//! CAN Trace CLI Application
//!
//! Command-line front end for the can-trace library:
//! - `dump`: capture frames from one or more channels to stdout
//! - `send`: transmit a single frame, optionally repeated
//! - `play`: replay a captured log with its original timing
//!
//! Channels are opened on the in-process virtual bus; a hardware driver
//! plugs in through the library's `Transport` trait.

use anyhow::{Context, Result};
use can_trace::{
    parse_bitrate, parse_channel_spec_with, BusParams, ChannelConfig, Iterations, StopToken,
    TimestampMode,
};
use clap::{Args, Parser, Subcommand};
use std::path::PathBuf;

mod config;
mod dump;
mod play;
mod send;

use config::{load_config, AppConfig};

/// CAN Trace - capture, send and replay CAN / CAN FD frames
#[derive(Parser, Debug)]
#[command(name = "cantrace")]
#[command(about = "Capture, send and replay CAN / CAN FD frames", long_about = None)]
#[command(version)]
struct Cli {
    #[command(subcommand)]
    command: Command,

    /// Path to configuration file (TOML) with [bus], [dump], [send] and [play] defaults
    #[arg(short, long, value_name = "FILE")]
    config: Option<PathBuf>,

    /// Log verbosity (can be repeated: -v, -vv)
    #[arg(short, long, action = clap::ArgAction::Count)]
    verbose: u8,

    /// Suppress all log output except errors
    #[arg(short, long)]
    quiet: bool,
}

#[derive(Subcommand, Debug)]
enum Command {
    /// Capture frames and print one log line per frame until Ctrl-C
    Dump(DumpArgs),
    /// Send a single frame
    Send(SendArgs),
    /// Replay a log file
    Play(PlayArgs),
}

#[derive(Args, Debug)]
struct DumpArgs {
    /// Timestamp type: a (absolute) or d (delta since start)
    #[arg(short = 't', long = "timestamp", value_name = "a|d")]
    timestamp: Option<TimestampMode>,

    /// Append the [xRoNFBE] flag summary to every line
    #[arg(short = 'v', long = "flags")]
    flags: bool,

    /// Channel specs, e.g. 0 or 1Fb500Kd2M
    #[arg(required = true, value_name = "CHANNEL")]
    channels: Vec<String>,
}

#[derive(Args, Debug)]
struct SendArgs {
    /// Open the channel in CAN FD mode
    #[arg(short = 'f', long = "fd")]
    fd: bool,

    /// Arbitration bitrate (e.g. 500K)
    #[arg(short = 'b', long = "bitrate", value_name = "RATE", value_parser = bitrate_arg)]
    bitrate: Option<u32>,

    /// Data-phase bitrate for CAN FD (e.g. 2M)
    #[arg(short = 'd', long = "data-bitrate", value_name = "RATE", value_parser = bitrate_arg)]
    data_bitrate: Option<u32>,

    /// Send repeatedly, until Ctrl-C unless -n is given
    #[arg(short = 'r', long = "repeat")]
    repeat: bool,

    /// Number of sends in repeat mode
    #[arg(short = 'n', long = "count", value_name = "COUNT")]
    count: Option<u32>,

    /// Gap between repeated frames in milliseconds
    #[arg(short = 'g', long = "gap", value_name = "MS")]
    gap: Option<u64>,

    /// Channel spec
    #[arg(value_name = "CHANNEL")]
    channel: String,

    /// Frame text, e.g. 123#DEADBEEF or 1F334455##1112233
    #[arg(value_name = "FRAME")]
    frame: String,
}

#[derive(Args, Debug)]
struct PlayArgs {
    /// Log file to replay
    #[arg(short = 'I', long = "input", value_name = "FILE")]
    input: PathBuf,

    /// Number of passes over the file, or i for infinite
    #[arg(short = 'l', long = "loop", value_name = "NUM|i")]
    iterations: Option<Iterations>,

    /// Polling quantum in milliseconds
    #[arg(short = 'g', long = "gap", value_name = "MS")]
    gap: Option<u64>,

    /// Channel specs
    #[arg(required = true, value_name = "CHANNEL")]
    channels: Vec<String>,
}

fn bitrate_arg(s: &str) -> std::result::Result<u32, String> {
    parse_bitrate(s).map_err(|e| e.to_string())
}

fn main() -> Result<()> {
    // Parse command line arguments
    let cli = Cli::parse();

    // Initialize logging
    init_logging(cli.verbose, cli.quiet);

    log::debug!("CAN Trace CLI v{}", env!("CARGO_PKG_VERSION"));
    log::debug!("Using can-trace library v{}", can_trace::VERSION);

    let app_config = match &cli.config {
        Some(path) => load_config(path)?,
        None => AppConfig::default(),
    };

    let stop = StopToken::new();
    let handler_stop = stop.clone();
    ctrlc::set_handler(move || {
        log::info!("Interrupted, shutting down");
        handler_stop.stop();
    })
    .context("Failed to set Ctrl-C handler")?;

    match cli.command {
        Command::Dump(args) => {
            let mut config = app_config.dump;
            if let Some(mode) = args.timestamp {
                config.timestamp_mode = mode;
            }
            config.verbose |= args.flags;
            let channels = parse_channels(&args.channels, app_config.bus)?;
            dump::run(&channels, &config, &stop)
        }
        Command::Send(args) => {
            let mut bus = app_config.bus;
            bus.fd |= args.fd;
            if let Some(bitrate) = args.bitrate {
                bus.bitrate = bitrate;
            }
            if let Some(data_bitrate) = args.data_bitrate {
                bus.data_bitrate = data_bitrate;
            }
            let mut config = app_config.send;
            config.count = send_count(args.repeat, args.count, config.count);
            if let Some(gap) = args.gap {
                config.gap_ms = gap;
            }
            let channel = parse_channels(std::slice::from_ref(&args.channel), bus)?;
            send::run(&channel[0], &args.frame, &config, &stop)
        }
        Command::Play(args) => {
            let mut config = app_config.play;
            if let Some(iterations) = args.iterations {
                config.iterations = iterations;
            }
            if let Some(gap) = args.gap {
                config.gap_ms = gap;
            }
            let channels = parse_channels(&args.channels, app_config.bus)?;
            play::run(&args.input, &channels, &config, &stop)
        }
    }
}

/// Parse channel specs on top of the configured bus parameters
fn parse_channels(specs: &[String], base: BusParams) -> Result<Vec<ChannelConfig>> {
    specs
        .iter()
        .map(|spec| {
            parse_channel_spec_with(spec, base)
                .with_context(|| format!("Invalid channel '{}'", spec))
        })
        .collect()
}

/// Number of sends for `send`; `None` repeats until stopped.
///
/// `-n` only counts in repeat mode, otherwise the configured count stands.
fn send_count(repeat: bool, count: Option<u32>, configured: Option<u32>) -> Option<u32> {
    if repeat {
        return count;
    }
    if count.is_some() {
        log::warn!("-n has no effect without -r");
    }
    configured
}

/// Level selected by `-q` and the `-v` count
fn log_level(verbose: u8, quiet: bool) -> log::LevelFilter {
    match (quiet, verbose) {
        (true, _) => log::LevelFilter::Error,
        (false, 0) => log::LevelFilter::Info,
        (false, 1) => log::LevelFilter::Debug,
        (false, _) => log::LevelFilter::Trace,
    }
}

/// Log to stderr; `RUST_LOG` directives refine the command-line level per module
fn init_logging(verbose: u8, quiet: bool) {
    use std::io::Write;

    env_logger::Builder::new()
        .filter_level(log_level(verbose, quiet))
        .parse_default_env()
        .format(|buf, record| {
            writeln!(buf, "[{} {}] {}", record.level(), record.target(), record.args())
        })
        .init();
}
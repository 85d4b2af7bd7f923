//! Configuration file loading
//!
//! Every section is optional. Values from the file become the defaults that
//! command-line flags override.
//!
//! ```toml
//! [bus]
//! fd = true
//! bitrate = 1000000
//! data_bitrate = 4000000
//!
//! [dump]
//! timestamp_mode = "delta"
//! queue_capacity = 20000
//!
//! [send]
//! gap_ms = 50
//! count = 10
//!
//! [play]
//! iterations = "infinite"
//! gap_ms = 2
//! ```

use anyhow::{Context, Result};
use can_trace::{BusParams, DumpConfig, ReplayConfig, SendConfig};
use serde::{Deserialize, Serialize};
use std::fs;
use std::path::Path;

/// Application configuration (loaded from a TOML file)
#[derive(Debug, Clone, Default, Deserialize, Serialize)]
pub struct AppConfig {
    /// Base bus parameters that channel specs are applied on top of
    #[serde(default)]
    pub bus: BusParams,
    #[serde(default)]
    pub dump: DumpConfig,
    #[serde(default)]
    pub send: SendConfig,
    #[serde(default)]
    pub play: ReplayConfig,
}

/// Load configuration from a TOML file
pub fn load_config(path: &Path) -> Result<AppConfig> {
    let content = fs::read_to_string(path)
        .with_context(|| format!("Failed to read config file: {:?}", path))?;

    let config: AppConfig = toml::from_str(&content)
        .with_context(|| format!("Failed to parse config file: {:?}", path))?;

    config
        .bus
        .validate()
        .with_context(|| format!("Invalid [bus] section in {:?}", path))?;

    Ok(config)
}

#[cfg(test)]
mod tests {
    use super::*;
    use can_trace::{Iterations, TimestampMode};
    use std::io::Write;

    #[test]
    fn test_config_deserialization() {
        let toml_content = r#"
            [bus]
            fd = true

            [dump]
            timestamp_mode = "delta"
            verbose = true

            [send]
            gap_ms = 50

            [play]
            iterations = { count = 3 }
        "#;

        let config: AppConfig = toml::from_str(toml_content).unwrap();
        assert!(config.bus.fd);
        assert_eq!(config.bus.bitrate, 500_000);
        assert_eq!(config.dump.timestamp_mode, TimestampMode::Delta);
        assert!(config.dump.verbose);
        assert_eq!(config.dump.queue_capacity, 10_000);
        assert_eq!(config.send.gap_ms, 50);
        assert_eq!(config.send.count, Some(1));
        assert_eq!(config.play.iterations, Iterations::Count(3));
        assert_eq!(config.play.gap_ms, 1);
    }

    #[test]
    fn test_empty_config_uses_defaults() {
        let config: AppConfig = toml::from_str("").unwrap();
        assert!(!config.bus.fd);
        assert_eq!(config.send.gap_ms, 200);
        assert_eq!(config.play.iterations, Iterations::Count(1));
    }

    #[test]
    fn test_infinite_iterations() {
        let config: AppConfig = toml::from_str("[play]\niterations = \"infinite\"\n").unwrap();
        assert_eq!(config.play.iterations, Iterations::Infinite);
    }

    #[test]
    fn test_load_config_rejects_unsupported_bus() {
        let mut file = tempfile::NamedTempFile::new().unwrap();
        writeln!(file, "[bus]\nbitrate = 300000").unwrap();
        assert!(load_config(file.path()).is_err());

        let mut file = tempfile::NamedTempFile::new().unwrap();
        writeln!(file, "[bus]\nbitrate = 250000").unwrap();
        assert_eq!(load_config(file.path()).unwrap().bus.bitrate, 250_000);
    }
}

TASK GOAL
Copy out all lines of the material containing the word "configured".

ANSWER BOX
/// Parse channel specs on top of the configured bus parameters
/// `-n` only counts in repeat mode, otherwise the configured count stands.
fn send_count(repeat: bool, count: Option<u32>, configured: Option<u32>) -> Option<u32> {
    configured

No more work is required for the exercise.